■ Exercise requirements
Copy out each line of the data below in which "info" appears.

● ● ● ● ● ● ●

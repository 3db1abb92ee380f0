//! The engine's entry point: owns all network state and drives the tick.
//!
//! Structural changes and holder access arrive through a cloneable
//! [`ManagerHandle`] and are applied at fixed points of [`NetworkManager::tick`]:
//!
//! 1. queued structural tasks, then unknown-edge retries and cluster rebuilds
//! 2. `pre_tick_sync` on every cluster (revalidation)
//! 3. queued holder reads and updates
//! 4. `pre_tick`, `tick`, `post_tick`, on the worker pool when enabled
//! 5. `post_tick_sync`

use crate::builder::ClusterBuilder;
use crate::cluster::NetworkCluster;
use crate::command_queue::{NetworkTask, TaskQueue};
use crate::config::EngineConfig;
use crate::discovery::{CancelToken, DiscoveryError};
use crate::holder::Holders;
use crate::id::ClusterId;
use crate::network::{NetworkType, TypeRegistry};
use crate::node::{EndPoint, NetworkNode};
use crate::persist::{HolderPersistence, PersistError};
use crate::position::{ChunkPos, Position};
use crate::provider::NodeProvider;
use crate::proto::ProtoState;
use crate::request::{HolderRequest, RequestQueue};
use crossbeam_channel::Sender;
use std::collections::{BTreeMap, BTreeSet};
use std::sync::Arc;

// ===========================================================================
// Errors
// ===========================================================================

#[derive(Debug, thiserror::Error)]
pub enum ManagerError {
    #[error("network manager is not running")]
    NotRunning,
    #[error("network manager is already running")]
    AlreadyRunning,
    /// The manager behind a handle has been dropped.
    #[error("network manager is gone")]
    Disconnected,
    #[error(transparent)]
    Persist(#[from] PersistError),
    #[error("failed to build worker pool: {0}")]
    ThreadPool(String),
}

// ===========================================================================
// ManagerHandle
// ===========================================================================

/// Submission side of the manager's queues. Cheap to clone and safe to use
/// from any thread.
#[derive(Debug, Clone)]
pub struct ManagerHandle {
    tasks: Sender<NetworkTask>,
    requests: Sender<HolderRequest>,
}

impl ManagerHandle {
    fn send_task(&self, task: NetworkTask) -> Result<(), ManagerError> {
        self.tasks.send(task).map_err(|_| ManagerError::Disconnected)
    }

    fn send_request(&self, request: HolderRequest) -> Result<(), ManagerError> {
        self.requests.send(request).map_err(|_| ManagerError::Disconnected)
    }

    /// Queue a node for discovery. Cancelling the returned token abandons
    /// the add if it has not been applied yet.
    pub fn queue_add_node(&self, node: impl Into<NetworkNode>) -> Result<CancelToken, ManagerError> {
        let (task, token) = NetworkTask::add(node.into());
        self.send_task(task)?;
        Ok(token)
    }

    pub fn queue_remove_node(&self, pos: Position) -> Result<(), ManagerError> {
        self.send_task(NetworkTask::RemoveNode { pos })
    }

    /// Re-read a node's connections on the next cycle.
    pub fn invalidate_node(&self, pos: Position) -> Result<(), ManagerError> {
        self.send_task(NetworkTask::InvalidateNode { pos })
    }

    pub fn load_chunk(&self, chunk: ChunkPos) -> Result<(), ManagerError> {
        self.send_task(NetworkTask::LoadChunk { chunk })
    }

    pub fn unload_chunk(&self, chunk: ChunkPos) -> Result<(), ManagerError> {
        self.send_task(NetworkTask::UnloadChunk { chunk })
    }

    /// Run `f` against the holders at `pos` at the next safe point.
    pub fn queue_read(&self, pos: Position, f: impl FnOnce(&Holders) + Send + 'static) -> Result<(), ManagerError> {
        self.send_request(HolderRequest::Read { pos, f: Box::new(f) })
    }

    /// Mutate the holders at `pos` at the next safe point. The node is
    /// invalidated afterwards.
    pub fn queue_update(
        &self,
        pos: Position,
        f: impl FnOnce(&mut Holders) + Send + 'static,
    ) -> Result<(), ManagerError> {
        self.send_request(HolderRequest::Update { pos, f: Box::new(f) })
    }
}

// ===========================================================================
// NetworkManager
// ===========================================================================

pub struct NetworkManager {
    config: EngineConfig,
    provider: Arc<dyn NodeProvider>,
    registry: TypeRegistry,
    proto: ProtoState,
    clusters: BTreeMap<ClusterId, NetworkCluster>,
    builder: ClusterBuilder,
    tasks: TaskQueue,
    requests: RequestQueue,
    persistence: Option<Box<dyn HolderPersistence>>,
    tick: u64,
    running: bool,
    #[cfg(feature = "parallel")]
    pool: Option<rayon::ThreadPool>,
}

impl NetworkManager {
    pub fn new(config: EngineConfig, provider: Arc<dyn NodeProvider>) -> Self {
        let config = config.normalized();
        let builder = ClusterBuilder::new(config.seed);
        Self {
            config,
            provider,
            registry: TypeRegistry::new(),
            proto: ProtoState::new(),
            clusters: BTreeMap::new(),
            builder,
            tasks: TaskQueue::new(),
            requests: RequestQueue::new(),
            persistence: None,
            tick: 0,
            running: false,
            #[cfg(feature = "parallel")]
            pool: None,
        }
    }

    pub fn with_persistence(mut self, persistence: impl HolderPersistence + 'static) -> Self {
        self.persistence = Some(Box::new(persistence));
        self
    }

    /// Register (or replace) the algorithm for one resource type. Every
    /// cluster is rebuilt on the next tick.
    pub fn register_type(&mut self, network_type: Arc<dyn NetworkType>) {
        let resource_type = network_type.resource_type();
        if self.registry.register(network_type).is_some() {
            log::info!("replaced network type for {resource_type}");
        }
        self.proto.mark_all_dirty();
    }

    pub fn handle(&self) -> ManagerHandle {
        ManagerHandle {
            tasks: self.tasks.sender(),
            requests: self.requests.sender(),
        }
    }

    // -----------------------------------------------------------------------
    // Lifecycle
    // -----------------------------------------------------------------------

    pub fn start(&mut self) -> Result<(), ManagerError> {
        if self.running {
            return Err(ManagerError::AlreadyRunning);
        }
        #[cfg(feature = "parallel")]
        if self.config.parallel {
            let pool = rayon::ThreadPoolBuilder::new()
                .num_threads(self.config.worker_threads)
                .thread_name(|i| format!("conduit-worker-{i}"))
                .build()
                .map_err(|e| ManagerError::ThreadPool(e.to_string()))?;
            self.pool = Some(pool);
        }
        self.running = true;
        log::info!(
            "network manager started ({} network types, parallel: {})",
            self.registry.len(),
            self.config.parallel
        );
        Ok(())
    }

    /// Apply everything still queued, hand every known endpoint's holders to
    /// the persistence layer and drop all network state. If persisting fails
    /// the manager keeps running and nothing is dropped.
    pub fn stop(&mut self) -> Result<(), ManagerError> {
        if !self.running {
            return Err(ManagerError::NotRunning);
        }
        self.process_pending();
        self.drain_requests();
        self.process_pending();

        match self.persistence.as_mut() {
            Some(persistence) => {
                let mut saved = 0;
                for ep in self.proto.nodes().filter_map(NetworkNode::as_end_point) {
                    persistence.save(ep.pos(), &ep.lock())?;
                    saved += 1;
                }
                log::info!("persisted holders of {saved} endpoints");
            }
            None => log::debug!("no persistence configured, holder state is not saved"),
        }

        self.proto.clear();
        self.proto.take_removed();
        self.clusters.clear();
        self.running = false;
        #[cfg(feature = "parallel")]
        {
            self.pool = None;
        }
        log::info!("network manager stopped after {} ticks", self.tick);
        Ok(())
    }

    // -----------------------------------------------------------------------
    // Tick
    // -----------------------------------------------------------------------

    pub fn tick(&mut self) -> Result<(), ManagerError> {
        if !self.running {
            return Err(ManagerError::NotRunning);
        }
        let tick = self.tick;

        self.process_pending();

        for cluster in self.clusters.values_mut() {
            cluster.pre_tick_sync(tick);
        }

        self.drain_requests();

        self.run_parallel_phases(tick);

        for cluster in self.clusters.values_mut() {
            cluster.post_tick_sync(tick);
        }

        self.tick += 1;
        Ok(())
    }

    fn run_parallel_phases(&mut self, tick: u64) {
        #[cfg(feature = "parallel")]
        if let Some(pool) = &self.pool {
            use rayon::prelude::*;
            let clusters = &mut self.clusters;
            pool.install(|| {
                clusters
                    .par_iter_mut()
                    .for_each(|(_, cluster)| cluster.run_parallel_phases(tick));
            });
            return;
        }

        for cluster in self.clusters.values_mut() {
            cluster.run_parallel_phases(tick);
        }
    }

    /// Apply queued structural tasks, retry unknown edges and rebuild every
    /// cluster that changed.
    fn process_pending(&mut self) {
        for task in self.tasks.drain() {
            if let Err(DiscoveryError::Cancelled) = self.apply_task(task) {
                log::debug!("queued add was cancelled during discovery");
            }
        }

        match self.proto.retry_incomplete(self.provider.as_ref()) {
            Ok(0) => {}
            Ok(n) => log::debug!("re-discovered {n} networks with resolved unknown edges"),
            Err(e) => log::warn!("retrying unknown edges: {e}"),
        }

        for id in self.proto.take_removed() {
            if self.clusters.remove(&id).is_some() {
                log::debug!("dropped cluster {id:?}");
            }
        }
        for id in self.proto.split_dirty() {
            let cluster = self.builder.build(id, self.proto.networks_in(id), &self.registry);
            self.proto.mark_clean(id);
            self.clusters.insert(id, cluster);
        }
    }

    fn apply_task(&mut self, task: NetworkTask) -> Result<(), DiscoveryError> {
        let provider = self.provider.as_ref();
        match task {
            NetworkTask::AddNode { node, token } => {
                self.proto.add_node(node, provider, Some(&token))?;
            }
            NetworkTask::RemoveNode { pos } => {
                if self.proto.remove_node(pos, provider)?.is_none() {
                    log::debug!("remove of unknown node at {pos}");
                }
            }
            NetworkTask::InvalidateNode { pos } => {
                let current = provider.get_node(pos);
                self.proto.remove_node(pos, provider)?;
                if let Some(node) = current {
                    self.proto.add_node(node, provider, None)?;
                }
            }
            NetworkTask::LoadChunk { chunk } => {
                let nodes = provider.get_nodes(chunk);
                let present: BTreeSet<Position> = nodes.iter().map(NetworkNode::pos).collect();
                let vanished: Vec<Position> = self
                    .proto
                    .nodes()
                    .map(NetworkNode::pos)
                    .filter(|pos| chunk.contains(*pos) && !present.contains(pos))
                    .collect();
                for pos in vanished {
                    log::debug!("node at {pos} disappeared while chunk {chunk:?} was unloaded");
                    self.proto.remove_node(pos, provider)?;
                }
                // Everything in the chunk must be valid before discovery
                // walks from any one of them.
                for node in &nodes {
                    node.set_valid(true);
                }
                log::debug!("loading {} nodes in chunk {chunk:?}", nodes.len());
                for node in nodes {
                    self.proto.add_node(node, provider, None)?;
                }
            }
            NetworkTask::UnloadChunk { chunk } => {
                let count = self.proto.mark_chunk_unknown(chunk);
                log::debug!("chunk {chunk:?} unloaded, {count} nodes now unknown");
            }
        }
        Ok(())
    }

    fn drain_requests(&mut self) {
        let proto = &self.proto;
        let provider = self.provider.as_ref();
        let updated = self.requests.drain(|pos| {
            proto
                .node(pos)
                .and_then(|n| n.as_end_point().cloned())
                .or_else(|| provider.get_node(pos).and_then(|n| n.as_end_point().cloned()))
        });
        for pos in updated {
            self.tasks.push(NetworkTask::InvalidateNode { pos });
        }
    }

    // -----------------------------------------------------------------------
    // Queries
    // -----------------------------------------------------------------------

    pub fn is_running(&self) -> bool {
        self.running
    }

    /// Number of completed ticks.
    pub fn current_tick(&self) -> u64 {
        self.tick
    }

    pub fn config(&self) -> &EngineConfig {
        &self.config
    }

    pub fn registry(&self) -> &TypeRegistry {
        &self.registry
    }

    pub fn proto(&self) -> &ProtoState {
        &self.proto
    }

    pub fn clusters(&self) -> impl Iterator<Item = &NetworkCluster> {
        self.clusters.values()
    }

    pub fn cluster_count(&self) -> usize {
        self.clusters.len()
    }

    pub fn cluster(&self, id: ClusterId) -> Option<&NetworkCluster> {
        self.clusters.get(&id)
    }

    pub fn cluster_of(&self, pos: Position) -> Option<&NetworkCluster> {
        self.proto.cluster_of(pos).and_then(|id| self.clusters.get(&id))
    }

    /// The endpoint the manager knows at `pos`, if any.
    pub fn end_point(&self, pos: Position) -> Option<Arc<EndPoint>> {
        self.proto.node(pos).and_then(|n| n.as_end_point().cloned())
    }

    pub fn pending_tasks(&self) -> usize {
        self.tasks.pending_count()
    }

    pub fn pending_requests(&self) -> usize {
        self.requests.pending_count()
    }
}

● ● ● ● ● ● ●

■ Reply
            log::info!("replaced network type for {resource_type}");
        log::info!(
                log::info!("persisted holders of {saved} endpoints");
        log::info!("network manager stopped after {} ticks", self.tick);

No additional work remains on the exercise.